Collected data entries
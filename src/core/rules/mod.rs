//! Descriptor metadata validation.
//!
//! A `ValidationPipeline` runs every registered `MetadataRule` over one
//! `MetadataDocument` and concatenates the findings in registration order.
//! Rules never fail; a problem in the document is a finding, not an error.

use serde::Serialize;

use crate::descriptor::MetadataDocument;

pub mod metadata;

pub use metadata::{
    LicenseAcceptanceRule, LicenseMetadataRule, RequiredMetadataRule, SummaryMetadataRule,
    TagsMetadataRule, UnsupportedElementRule, UrlMetadataRule, VersionMetadataRule,
};

#[derive(Debug, Clone, Copy, PartialEq, Eq, Serialize)]
#[serde(rename_all = "lowercase")]
pub enum Severity {
    /// Blocks packing.
    Error,
    Warning,
    Note,
}

/// Stable finding identifiers.
pub struct RuleIdentifiers;

impl RuleIdentifiers {
    pub const REQUIRED_ELEMENT_MISSING: &'static str = "CHCR0001";
    pub const INVALID_TYPE_ELEMENT: &'static str = "CHCR0002";
    pub const MISSING_ELEMENT_ON_REQUIRING_LICENSE_ACCEPTANCE: &'static str = "CHCR0003";
    pub const UNSUPPORTED_ELEMENT_USED: &'static str = "CHCU0001";
    pub const EMPTY_SUMMARY: &'static str = "CHCN0001";
    pub const COMMA_SEPARATED_TAGS: &'static str = "CHCW0001";
}

/// One finding produced by a rule.
#[derive(Debug, Clone, PartialEq, Eq, Serialize)]
pub struct RuleResult {
    severity: Severity,
    id: String,
    message: String,
}

impl RuleResult {
    pub fn new(severity: Severity, id: impl Into<String>, message: impl Into<String>) -> Self {
        Self {
            severity,
            id: id.into(),
            message: message.into(),
        }
    }

    pub fn error(id: impl Into<String>, message: impl Into<String>) -> Self {
        Self::new(Severity::Error, id, message)
    }

    pub fn warning(id: impl Into<String>, message: impl Into<String>) -> Self {
        Self::new(Severity::Warning, id, message)
    }

    pub fn note(id: impl Into<String>, message: impl Into<String>) -> Self {
        Self::new(Severity::Note, id, message)
    }

    pub fn severity(&self) -> Severity {
        self.severity
    }

    pub fn id(&self) -> &str {
        &self.id
    }

    pub fn message(&self) -> &str {
        &self.message
    }
}

pub trait MetadataRule {
    /// Short name used in debug logs.
    fn name(&self) -> &'static str;

    fn validate(&self, document: &MetadataDocument) -> Vec<RuleResult>;
}

#[derive(Default)]
pub struct ValidationPipeline {
    rules: Vec<Box<dyn MetadataRule>>,
}

impl ValidationPipeline {
    pub fn new() -> Self {
        Self::default()
    }

    /// Pipeline with every built-in rule, license rule first.
    pub fn with_default_rules() -> Self {
        let mut pipeline = Self::new();
        pipeline
            .register(Box::new(LicenseMetadataRule))
            .register(Box::new(RequiredMetadataRule))
            .register(Box::new(UnsupportedElementRule))
            .register(Box::new(UrlMetadataRule))
            .register(Box::new(LicenseAcceptanceRule))
            .register(Box::new(VersionMetadataRule))
            .register(Box::new(SummaryMetadataRule))
            .register(Box::new(TagsMetadataRule));
        pipeline
    }

    pub fn register(&mut self, rule: Box<dyn MetadataRule>) -> &mut Self {
        self.rules.push(rule);
        self
    }

    pub fn rule_names(&self) -> Vec<&'static str> {
        self.rules.iter().map(|rule| rule.name()).collect()
    }

    pub fn run(&self, document: &MetadataDocument) -> Vec<RuleResult> {
        let mut results = Vec::new();

        for rule in &self.rules {
            let found = rule.validate(document);
            tracing::debug!("{} produced {} finding(s)", rule.name(), found.len());
            results.extend(found);
        }

        results
    }
}

/// Whether any finding blocks packing.
pub fn has_errors(results: &[RuleResult]) -> bool {
    results.iter().any(|r| r.severity() == Severity::Error)
}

WHAT TO WORK ON |
Filter the entries down to the lines that hold "ValidationPipeline". Copy those lines.

WRITTEN ANSWER |
//! A `ValidationPipeline` runs every registered `MetadataRule` over one
pub struct ValidationPipeline {
impl ValidationPipeline {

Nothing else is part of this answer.